YOUR INSTRUCTIONS – For each line of the data below that contains "Copy", return that line.
↓↓↓
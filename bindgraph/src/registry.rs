//! Registry of type names the analysis treats as natively supported.
//!
//! The registry tells the engine which leaf types need no metadata of their own
//! (numbers, strings, well-known library scalars) and which generic containers
//! can be encoded as long as their arguments can. Built-in mappings cover the
//! Rust prelude and the common collection crates; embedders can add their own.
//!
//! # Built-in mappings
//!
//! The following names are registered by [`TypeRegistry::with_builtins`]:
//!
//! | Kind | Names |
//! |------|-------|
//! | value | `bool`, `char`, `u8`..`u128`, `usize`, `i8`..`i128`, `isize`, `f32`, `f64`, `str`, `String`, `std::string::String` |
//! | value | `uuid::Uuid`, `bytes::Bytes`, `smol_str::SmolStr` |
//! | container | `Vec`, `Option`, `Box` and their `std::` paths |
//! | container | `std::collections::{VecDeque, BTreeMap, BTreeSet, HashMap, HashSet}` |
//! | container | `hashbrown::{HashMap, HashSet}`, `indexmap::{IndexMap, IndexSet}` |
//! | container | `thin_vec::ThinVec`, `arrayvec::ArrayVec`, `smallvec::SmallVec`, `tinyvec::TinyVec` |
//! | container | `std::sync::Arc`, `std::rc::Rc`, `triomphe::Arc` |
//!
//! # Custom mappings
//!
//! ```
//! use bindgraph::TypeRegistry;
//!
//! let mut registry = TypeRegistry::with_builtins();
//! registry.register("my_crate::Money", bindgraph::SupportKind::Value);
//! registry.register("my_crate::Tagged", bindgraph::SupportKind::Container);
//! assert!(registry.is_supported("my_crate::Money"));
//! assert!(registry.is_container("my_crate::Tagged"));
//! ```

use indexmap::IndexMap;
use serde::Serialize;

/// How a registered name participates in the analysis.
#[derive(Debug, Clone, Copy, PartialEq, Eq, Serialize)]
#[serde(rename_all = "camelCase")]
pub enum SupportKind {
    /// A leaf type encoded without further metadata.
    Value,
    /// A generic container whose arguments are analyzed separately.
    Container,
}

/// Decides whether a raw generic type name is a supported container.
///
/// The analysis consults this for raw names of generic signatures it cannot
/// otherwise resolve. [`TypeRegistry`] implements it from its registered
/// containers; any `Fn(&str) -> bool` works as well.
pub trait ContainerSupport {
    fn is_supported(&self, raw: &str) -> bool;
}

impl<F> ContainerSupport for F
where
    F: Fn(&str) -> bool,
{
    fn is_supported(&self, raw: &str) -> bool {
        self(raw)
    }
}

const PRIMITIVES: &[&str] = &[
    "bool", "char", "u8", "u16", "u32", "u64", "u128", "usize", "i8", "i16", "i32", "i64", "i128",
    "isize", "f32", "f64", "str", "String", "std::string::String",
];

const CONTAINERS: &[&str] = &[
    "Vec",
    "std::vec::Vec",
    "Option",
    "std::option::Option",
    "Box",
    "std::boxed::Box",
    "std::collections::VecDeque",
    "std::collections::BTreeMap",
    "std::collections::BTreeSet",
    "std::collections::HashMap",
    "std::collections::HashSet",
    "hashbrown::HashMap",
    "hashbrown::HashSet",
    "indexmap::IndexMap",
    "indexmap::IndexSet",
    "thin_vec::ThinVec",
    "arrayvec::ArrayVec",
    "smallvec::SmallVec",
    "tinyvec::TinyVec",
    "std::sync::Arc",
    "std::rc::Rc",
    "triomphe::Arc",
];

/// A registry of fully-qualified type name -> [`SupportKind`] associations,
/// plus the boxed forms used when validating property converters.
#[derive(Debug, Clone)]
pub struct TypeRegistry {
    mappings: IndexMap<String, SupportKind>,
    boxed: IndexMap<String, String>,
}

impl TypeRegistry {
    /// Create an empty registry with no mappings.
    pub fn new() -> Self {
        Self {
            mappings: IndexMap::new(),
            boxed: IndexMap::new(),
        }
    }

    /// Create a registry pre-populated with the built-in mappings.
    pub fn with_builtins() -> Self {
        let mut registry = Self::new();
        registry.register_builtins();
        registry
    }

    /// Register all built-in mappings.
    pub fn register_builtins(&mut self) {
        for name in PRIMITIVES {
            self.register(*name, SupportKind::Value);
        }

        // Library scalars that are encoded as strings or bytes.
        self.register("uuid::Uuid", SupportKind::Value);
        self.register("bytes::Bytes", SupportKind::Value);
        self.register("smol_str::SmolStr", SupportKind::Value);

        for name in CONTAINERS {
            self.register(*name, SupportKind::Container);
        }
    }

    /// Register a name. An existing mapping for the same name is replaced.
    pub fn register(&mut self, name: impl Into<String>, kind: SupportKind) {
        self.mappings.insert(name.into(), kind);
    }

    /// Register the boxed form used for `primitive` when checking converters.
    pub fn register_boxed(&mut self, primitive: impl Into<String>, boxed: impl Into<String>) {
        self.boxed.insert(primitive.into(), boxed.into());
    }

    pub fn get(&self, name: &str) -> Option<SupportKind> {
        self.mappings.get(name).copied()
    }

    /// Check if a name is registered at all.
    pub fn contains(&self, name: &str) -> bool {
        self.mappings.contains_key(name)
    }

    /// Natively supported: any registered name, values and containers alike.
    pub fn is_supported(&self, name: &str) -> bool {
        self.contains(name.trim())
    }

    pub fn is_container(&self, name: &str) -> bool {
        self.get(name.trim()) == Some(SupportKind::Container)
    }

    /// The boxed form of `name`, or `name` itself.
    pub fn boxed_name<'n>(&'n self, name: &'n str) -> &'n str {
        self.boxed.get(name).map_or(name, String::as_str)
    }

    /// Remove a mapping.
    pub fn unregister(&mut self, name: &str) -> Option<SupportKind> {
        self.mappings.shift_remove(name)
    }
}

impl Default for TypeRegistry {
    fn default() -> Self {
        Self::with_builtins()
    }
}

impl ContainerSupport for TypeRegistry {
    fn is_supported(&self, raw: &str) -> bool {
        self.is_container(raw)
    }
}
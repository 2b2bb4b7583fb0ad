//! Diagnostics collected during an analysis run, with their severity,
//! location and the declaration that caused them.

use std::fmt;

use serde::Serialize;
use tracing::{debug, trace};

use crate::options::LogLevel;
use crate::symbols::Element;

#[derive(Debug, Clone, Copy, PartialEq, Eq, Hash, Serialize)]
#[serde(rename_all = "lowercase")]
pub enum Severity {
    Error,
    Warning,
}

impl fmt::Display for Severity {
    fn fmt(&self, f: &mut fmt::Formatter<'_>) -> fmt::Result {
        match self {
            Severity::Error => f.write_str("error"),
            Severity::Warning => f.write_str("warning"),
        }
    }
}

/// A message produced by the analysis, optionally anchored to an element.
#[derive(Debug, Clone, PartialEq, Eq, Serialize)]
pub struct Diagnostic {
    pub severity: Severity,
    pub message: String,
    pub location: Option<Element>,
    /// Qualified name of the declaration that caused the message.
    pub declaration: Option<String>,
}

impl Diagnostic {
    pub fn error(message: impl Into<String>) -> Self {
        Self::new(Severity::Error, message)
    }

    pub fn warning(message: impl Into<String>) -> Self {
        Self::new(Severity::Warning, message)
    }

    fn new(severity: Severity, message: impl Into<String>) -> Self {
        Self {
            severity,
            message: message.into(),
            location: None,
            declaration: None,
        }
    }

    pub fn at(mut self, location: Element) -> Self {
        self.location = Some(location);
        self
    }

    pub fn declared_by(mut self, declaration: impl Into<String>) -> Self {
        self.declaration = Some(declaration.into());
        self
    }

    pub fn is_error(&self) -> bool {
        self.severity == Severity::Error
    }
}

impl fmt::Display for Diagnostic {
    fn fmt(&self, f: &mut fmt::Formatter<'_>) -> fmt::Result {
        write!(f, "{}: {}", self.severity, self.message)
    }
}

/// Ordered diagnostic sink.
///
/// Any recorded error rejects the analysis. Warnings below the configured
/// log level are dropped.
#[derive(Debug, Default)]
pub struct Diagnostics {
    entries: Vec<Diagnostic>,
    rejected: bool,
    log_level: LogLevel,
}

impl Diagnostics {
    pub fn new(log_level: LogLevel) -> Self {
        Self {
            entries: Vec::new(),
            rejected: false,
            log_level,
        }
    }

    pub fn push(&mut self, diagnostic: Diagnostic) {
        match diagnostic.severity {
            Severity::Error => self.rejected = true,
            Severity::Warning if !self.log_level.is_visible(LogLevel::Info) => {
                trace!(message = %diagnostic.message, "warning suppressed");
                return;
            }
            Severity::Warning => {}
        }
        debug!(
            severity = %diagnostic.severity,
            location = ?diagnostic.location,
            "{}",
            diagnostic.message
        );
        self.entries.push(diagnostic);
    }

    pub fn has_error(&self) -> bool {
        self.rejected
    }

    pub fn entries(&self) -> &[Diagnostic] {
        &self.entries
    }

    pub fn into_entries(self) -> Vec<Diagnostic> {
        self.entries
    }
}
//! # bindgraph
//!
//! Compile-time analysis of serializable type graphs. Given the declarations
//! of a program, this crate discovers every type a JSON binding generator has
//! to handle, resolves their properties and constructors, and validates the
//! whole graph before any code is generated.
//!
//! ## Features
//!
//! - Discovery of the full type graph from root declarations (`CompiledJson`),
//!   following field types, array components and generic arguments
//! - Property extraction from public fields, bean accessors (`getX`/`setX`)
//!   and exact accessors (`x()`/`x(value)`), merged with explicit
//!   `JsonAttribute` declarations
//! - Validation of external converters and self-coding types
//! - Constructor matching for immutable types
//! - Mixin (interface and abstract class) implementation linking
//! - Deterministic output: every collection keeps insertion order
//! - Source file parsing with full `use` import resolution, so real Rust
//!   crates can be analyzed directly
//!
//! ## Quick Start
//!
//! ### Analyzing Rust sources
//!
//! ```
//! use bindgraph::{AnalysisOptions, SymbolSet, analyze_symbols};
//!
//! let mut symbols = SymbolSet::new();
//! symbols
//!     .add_source_str(
//!         "shop",
//!         r#"
//!         use bindgraph::{CompiledJson, JsonAttribute};
//!
//!         #[derive(CompiledJson)]
//!         pub struct Order {
//!             #[JsonAttribute(name = "order_id")]
//!             pub id: u64,
//!             pub lines: Vec<Line>,
//!         }
//!
//!         pub struct Line { pub sku: String, pub quantity: u32 }
//!         "#,
//!     )
//!     .unwrap();
//!
//! let result = analyze_symbols(&symbols, AnalysisOptions::default());
//! assert!(result.is_accepted());
//! assert!(result.structs["shop::Order"].attributes.contains_key("order_id"));
//! assert!(result.structs.contains_key("shop::Line"));
//! ```
//!
//! ### Describing symbols directly
//!
//! Any symbol provider can feed the analysis through the [`SymbolTable`]
//! trait; [`SymbolSet`] also has builders for describing types by hand:
//!
//! ```
//! use bindgraph::{Analysis, AnalysisOptions, ConstructorSymbol, Element, FieldSymbol, SymbolSet, TypeSymbol};
//! use bindgraph::symbols::Annotation;
//! use bindgraph::markers::COMPILED_JSON;
//!
//! let symbols = SymbolSet::new().with(
//!     TypeSymbol::class("app::Point")
//!         .public()
//!         .annotate(Annotation::new(COMPILED_JSON))
//!         .constructor(ConstructorSymbol::new().public())
//!         .field(FieldSymbol::new("x", "f64").public()),
//! );
//!
//! let mut analysis = Analysis::new(&symbols, AnalysisOptions::default());
//! analysis.process_roots(COMPILED_JSON, &[Element::ty("app::Point")]);
//! let result = analysis.analyze();
//! assert!(result.is_accepted());
//! ```
//!
//! ## Declarations
//!
//! | Declaration | Applies to | Effect |
//! |-------------|------------|--------|
//! | `CompiledJson` | types, constructors | Root of the analysis; selects the constructor |
//! | `JsonAttribute` | fields, methods, parameters | Alias, ignore, nullability, index, converter |
//! | `JsonConverter(target = T)` | types | External reader/writer pair for `T` |
//! | `JsonObject` | supertype | The type encodes itself through `JSON_READER` |
//!
//! Foreign declarations can stand in for the native ones through
//! [`AlternativeMarkers`](options::AlternativeMarkers).

mod analysis;
pub mod diagnostics;
mod extractor;
pub mod markers;
pub mod model;
pub mod options;
pub mod registry;
pub mod signature;
pub mod symbols;

pub use analysis::{Analysis, AnalysisResult, analyze_symbols};
pub use diagnostics::{Diagnostic, Severity};
pub use extractor::ExtractError;
pub use model::{
    Accessor, AttributeDescriptor, ObjectKind, OutputFormat, StructDescriptor, TypeSignature,
    UnknownBehavior,
};
pub use options::{AnalysisOptions, AnnotationUsage, ConfigError, LogLevel, UnknownTypes};
pub use registry::{ContainerSupport, SupportKind, TypeRegistry};
pub use symbols::{
    ConstructorSymbol, Element, FieldSymbol, MethodSymbol, Parameter, SymbolSet, SymbolTable,
    TypeKind, TypeSymbol,
};
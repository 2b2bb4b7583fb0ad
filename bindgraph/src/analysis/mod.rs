//! The analysis engine.
//!
//! An [`Analysis`] owns the graph of [`StructDescriptor`]s for one run. Roots
//! and converters are fed in with [`Analysis::process_converters`] and
//! [`Analysis::process_roots`], which discover types and resolve their
//! properties until nothing changes. [`Analysis::analyze`] then validates the
//! whole graph once and returns the [`AnalysisResult`].
//!
//! ```
//! use bindgraph::{AnalysisOptions, SymbolSet, TypeSymbol, ConstructorSymbol, FieldSymbol};
//! use bindgraph::symbols::Annotation;
//!
//! let symbols = SymbolSet::new().with(
//!     TypeSymbol::class("app::Point")
//!         .public()
//!         .annotate(Annotation::new(bindgraph::markers::COMPILED_JSON))
//!         .constructor(ConstructorSymbol::new().public())
//!         .field(FieldSymbol::new("x", "f64").public())
//!         .field(FieldSymbol::new("y", "f64").public()),
//! );
//!
//! let result = bindgraph::analyze_symbols(&symbols, AnalysisOptions::default());
//! assert!(result.is_accepted());
//! assert_eq!(result.structs["app::Point"].attributes.len(), 2);
//! ```

mod attributes;
mod constructors;
mod converter;
mod discovery;
mod extract;
mod linker;
mod unknown;
mod validate;

use indexmap::IndexMap;
use serde::Serialize;
use tracing::debug;

use crate::diagnostics::{Diagnostic, Diagnostics};
use crate::markers;
use crate::model::StructDescriptor;
use crate::options::AnalysisOptions;
use crate::registry::{ContainerSupport, TypeRegistry};
use crate::symbols::{Element, SymbolTable, TypeSymbol};

pub struct Analysis<'a> {
    symbols: &'a dyn SymbolTable,
    options: AnalysisOptions,
    registry: TypeRegistry,
    container_support: Box<dyn ContainerSupport + 'a>,
    structs: IndexMap<String, StructDescriptor>,
    diagnostics: Diagnostics,
    /// Self-coding types already validated, so their errors are reported once.
    self_coding: IndexMap<String, bool>,
    configurations: Vec<String>,
}

/// The finalized graph of one analysis run.
#[derive(Debug, Clone, Serialize)]
pub struct AnalysisResult {
    /// Descriptors in discovery order.
    pub structs: IndexMap<String, StructDescriptor>,
    pub diagnostics: Vec<Diagnostic>,
    /// Set when any error was recorded; generated code must not be produced.
    pub rejected: bool,
    /// Names of the configuration types found among converters.
    pub configurations: Vec<String>,
}

impl AnalysisResult {
    pub fn is_accepted(&self) -> bool {
        !self.rejected
    }

    pub fn errors(&self) -> impl Iterator<Item = &Diagnostic> {
        self.diagnostics.iter().filter(|d| d.is_error())
    }

    pub fn to_json(&self) -> Result<String, serde_json::Error> {
        serde_json::to_string_pretty(self)
    }
}

impl<'a> Analysis<'a> {
    pub fn new(symbols: &'a dyn SymbolTable, options: AnalysisOptions) -> Self {
        let registry = options.registry();
        Self {
            symbols,
            container_support: Box::new(registry.clone()),
            diagnostics: Diagnostics::new(options.log_level),
            registry,
            options,
            structs: IndexMap::new(),
            self_coding: IndexMap::new(),
            configurations: Vec::new(),
        }
    }

    /// Replace the container-support predicate (the registry's containers by
    /// default).
    pub fn with_container_support(mut self, support: impl ContainerSupport + 'a) -> Self {
        self.container_support = Box::new(support);
        self
    }

    pub fn options(&self) -> &AnalysisOptions {
        &self.options
    }

    pub fn structs(&self) -> &IndexMap<String, StructDescriptor> {
        &self.structs
    }

    pub fn diagnostics(&self) -> &[Diagnostic] {
        self.diagnostics.entries()
    }

    pub fn has_error(&self) -> bool {
        self.diagnostics.has_error()
    }

    /// Discover every root and resolve the reachable graph.
    ///
    /// Roots may be types or members; members contribute their owning type.
    /// Calling this again with more roots extends the same graph.
    #[tracing::instrument(level = "debug", skip(self, roots), fields(roots = roots.len()))]
    pub fn process_roots(&mut self, marker: &str, roots: &[Element]) {
        let reason = format!("{marker} requires accessible public constructor");
        for root in roots {
            self.discover(root.owner(), marker, &reason, &[]);
        }
        self.resolve_related_references();
        self.link_implementations();
    }

    /// Validate the graph and hand it out. Consumes the analysis so the
    /// finalization happens exactly once.
    pub fn analyze(mut self) -> AnalysisResult {
        let names: Vec<String> = self.structs.keys().cloned().collect();
        for name in &names {
            self.validate_struct(name);
        }
        debug!(
            structs = self.structs.len(),
            rejected = self.diagnostics.has_error(),
            "analysis finished"
        );
        AnalysisResult {
            structs: self.structs,
            rejected: self.diagnostics.has_error(),
            diagnostics: self.diagnostics.into_entries(),
            configurations: self.configurations,
        }
    }

    /// The symbol table, detached from the borrow of `self`.
    fn symbols(&self) -> &'a dyn SymbolTable {
        self.symbols
    }

    fn lookup(&self, name: &str) -> Option<&'a TypeSymbol> {
        self.symbols().lookup(name)
    }

    fn is_supported(&self, name: &str) -> bool {
        self.registry.is_supported(name)
    }

    fn is_container(&self, raw: &str) -> bool {
        self.container_support.is_supported(raw)
    }

    fn report(&mut self, diagnostic: Diagnostic) {
        self.diagnostics.push(diagnostic);
    }
}

/// Run a whole analysis over a symbol table: converters first, then every type
/// or member marked as root, then the configured alternative constructor
/// markers.
pub fn analyze_symbols(symbols: &dyn SymbolTable, options: AnalysisOptions) -> AnalysisResult {
    let converters = symbols.elements_annotated_with(markers::JSON_CONVERTER);
    let roots = symbols.elements_annotated_with(markers::COMPILED_JSON);
    let alternatives: Vec<String> = options.alternatives.constructors.iter().cloned().collect();

    let mut analysis = Analysis::new(symbols, options);
    analysis.process_converters(&converters);
    analysis.process_roots(markers::COMPILED_JSON, &roots);
    for marker in &alternatives {
        let roots = symbols.elements_annotated_with(marker);
        if !roots.is_empty() {
            analysis.process_roots(marker, &roots);
        }
    }
    analysis.analyze()
}

#[cfg(test)]
pub(crate) mod fixtures {
    use crate::markers;
    use crate::symbols::{Annotation, AnnotationValue, ConstructorSymbol, MethodSymbol, Parameter};

    pub fn root() -> Annotation {
        Annotation::new(markers::COMPILED_JSON)
    }

    pub fn attr() -> Annotation {
        Annotation::new(markers::JSON_ATTRIBUTE)
    }

    pub fn alias(name: &str) -> Annotation {
        attr().with("name", AnnotationValue::Str(name.to_string()))
    }

    pub fn no_arg() -> ConstructorSymbol {
        ConstructorSymbol::new().public()
    }

    pub fn ctor(params: &[(&str, &str)]) -> ConstructorSymbol {
        params
            .iter()
            .fold(ConstructorSymbol::new().public(), |ctor, (name, ty)| {
                ctor.param(Parameter::new(*name, *ty))
            })
    }

    /// `get{Name}` returning `ty`.
    pub fn getter(property: &str, ty: &str) -> MethodSymbol {
        MethodSymbol::getter(format!("get{}", capitalize(property)), ty)
    }

    /// `set{Name}` accepting `ty`.
    pub fn setter(property: &str, ty: &str) -> MethodSymbol {
        MethodSymbol::setter(format!("set{}", capitalize(property)), ty)
    }

    fn capitalize(property: &str) -> String {
        let mut chars = property.chars();
        match chars.next() {
            Some(first) => first.to_uppercase().chain(chars).collect(),
            None => String::new(),
        }
    }
}

#[cfg(test)]
mod tests {
    use super::fixtures::*;
    use super::*;
    use crate::model::ObjectKind;
    use crate::options::UnknownTypes;
    use crate::symbols::{FieldSymbol, SymbolSet};

    fn person() -> TypeSymbol {
        TypeSymbol::class("app::Person")
            .public()
            .annotate(root())
            .constructor(no_arg())
            .method(getter("name", "String"))
            .method(setter("name", "String"))
            .method(getter("age", "i32"))
            .method(setter("age", "i32"))
    }

    #[test]
    fn test_no_arg_constructor_with_accessor_pairs() {
        let symbols = SymbolSet::new().with(person());
        let result = analyze_symbols(&symbols, AnalysisOptions::default());

        assert!(result.is_accepted(), "{:?}", result.diagnostics);
        assert!(result.diagnostics.is_empty());
        assert_eq!(result.structs.len(), 1);

        let info = &result.structs["app::Person"];
        assert_eq!(info.kind, ObjectKind::Class);
        let names: Vec<_> = info.attributes.keys().map(String::as_str).collect();
        assert_eq!(names, vec!["name", "age"]);
        let selected = info.selected_constructor.as_ref().unwrap();
        assert!(selected.params.is_empty());
    }

    #[test]
    fn test_two_argument_constructor_matches_getters() {
        let symbols = SymbolSet::new().with(
            TypeSymbol::class("app::Person")
                .public()
                .annotate(root())
                .constructor(ctor(&[("name", "String"), ("age", "i32")]))
                .method(getter("name", "String"))
                .method(getter("age", "i32")),
        );
        let result = analyze_symbols(&symbols, AnalysisOptions::default());

        assert!(result.is_accepted(), "{:?}", result.diagnostics);
        assert!(result.diagnostics.is_empty());
        let info = &result.structs["app::Person"];
        assert_eq!(info.attributes.len(), 2);
        assert_eq!(
            info.selected_constructor.as_ref().unwrap().params,
            vec!["name", "age"]
        );
    }

    #[test]
    fn test_required_empty_constructor_rejects() {
        let symbols = SymbolSet::new().with(
            TypeSymbol::class("app::Person")
                .public()
                .annotate(root())
                .constructor(ctor(&[("name", "String"), ("age", "i32")]))
                .method(getter("name", "String"))
                .method(getter("age", "i32")),
        );
        let options = AnalysisOptions {
            require_empty_constructor: true,
            ..AnalysisOptions::default()
        };
        let result = analyze_symbols(&symbols, options);

        assert!(!result.is_accepted());
        assert!(
            result
                .errors()
                .any(|d| d.message.contains("does not have an empty or matching constructor"))
        );
    }

    #[test]
    fn test_discovery_is_deterministic() {
        let symbols = SymbolSet::new()
            .with(
                TypeSymbol::class("app::Order")
                    .public()
                    .annotate(root())
                    .constructor(no_arg())
                    .field(FieldSymbol::new("customer", "app::Customer").public())
                    .field(FieldSymbol::new("lines", "Vec<app::Line>").public())
                    .field(FieldSymbol::new("missing", "app::Missing").public()),
            )
            .with(
                TypeSymbol::class("app::Customer")
                    .public()
                    .constructor(no_arg())
                    .field(FieldSymbol::new("name", "String").public()),
            )
            .with(
                TypeSymbol::class("app::Line")
                    .public()
                    .constructor(no_arg())
                    .field(FieldSymbol::new("sku", "String").public()),
            );

        let first = analyze_symbols(&symbols, AnalysisOptions::default());
        let second = analyze_symbols(&symbols, AnalysisOptions::default());

        let generated = |r: &AnalysisResult| -> Vec<(String, String)> {
            r.structs
                .values()
                .map(|s| (s.type_name.clone(), s.generated_name.clone()))
                .collect()
        };
        assert_eq!(generated(&first), generated(&second));
        assert_eq!(first.diagnostics, second.diagnostics);
        assert_eq!(
            generated(&first),
            vec![
                ("app::Order".to_string(), "struct0".to_string()),
                ("app::Customer".to_string(), "struct1".to_string()),
                ("app::Line".to_string(), "struct2".to_string()),
            ]
        );
        assert_eq!(
            first.structs["app::Line"].discovery_path,
            vec!["Order", "lines"]
        );
        assert!(!first.is_accepted());
    }

    #[test]
    fn test_rediscovery_is_a_no_op() {
        let symbols = SymbolSet::new().with(person());
        let roots = vec![Element::ty("app::Person")];

        let mut analysis = Analysis::new(&symbols, AnalysisOptions::default());
        analysis.process_roots(markers::COMPILED_JSON, &roots);
        let before = analysis.structs().clone();
        analysis.process_roots(markers::COMPILED_JSON, &roots);

        assert_eq!(analysis.structs(), &before);
        assert!(analysis.diagnostics().is_empty());
    }

    #[test]
    fn test_members_resolve_to_their_owner() {
        let symbols = SymbolSet::new().with(
            TypeSymbol::class("app::Person")
                .public()
                .constructor(ctor(&[("name", "String")]).annotate(root()))
                .method(getter("name", "String")),
        );
        let result = analyze_symbols(&symbols, AnalysisOptions::default());

        assert!(result.is_accepted(), "{:?}", result.diagnostics);
        let info = &result.structs["app::Person"];
        assert!(info.source_attribute.is_some());
        assert_eq!(info.selected_constructor.as_ref().unwrap().index, 0);
    }

    #[test]
    fn test_result_serializes_to_json() {
        let symbols = SymbolSet::new().with(person());
        let options = AnalysisOptions {
            unknown_types: UnknownTypes::Warn,
            ..AnalysisOptions::default()
        };
        let json = analyze_symbols(&symbols, options).to_json().unwrap();
        let value: serde_json::Value = serde_json::from_str(&json).unwrap();

        assert_eq!(value["rejected"], false);
        assert_eq!(value["structs"]["app::Person"]["generatedName"], "struct0");
        assert_eq!(
            value["structs"]["app::Person"]["attributes"]["name"]["accessor"]["kind"],
            "readWrite"
        );
    }

    #[test]
    fn test_custom_container_support() {
        let symbols = SymbolSet::new().with(
            TypeSymbol::class("app::Bag")
                .public()
                .annotate(root())
                .constructor(no_arg())
                .field(FieldSymbol::new("items", "app::Stack<String>").public()),
        );
        let strict = analyze_symbols(&symbols, AnalysisOptions::default());
        assert!(!strict.is_accepted());

        let mut analysis = Analysis::new(&symbols, AnalysisOptions::default())
            .with_container_support(|raw: &str| raw == "app::Stack");
        analysis.process_roots(markers::COMPILED_JSON, &[Element::ty("app::Bag")]);
        let result = analysis.analyze();
        assert!(result.is_accepted(), "{:?}", result.diagnostics);
    }
}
↑↑↑
REPLY –
#[derive(Debug, Clone, Copy, PartialEq, Eq, Serialize)]
#[derive(Debug, Clone, Copy, PartialEq, Eq, Hash, Serialize)]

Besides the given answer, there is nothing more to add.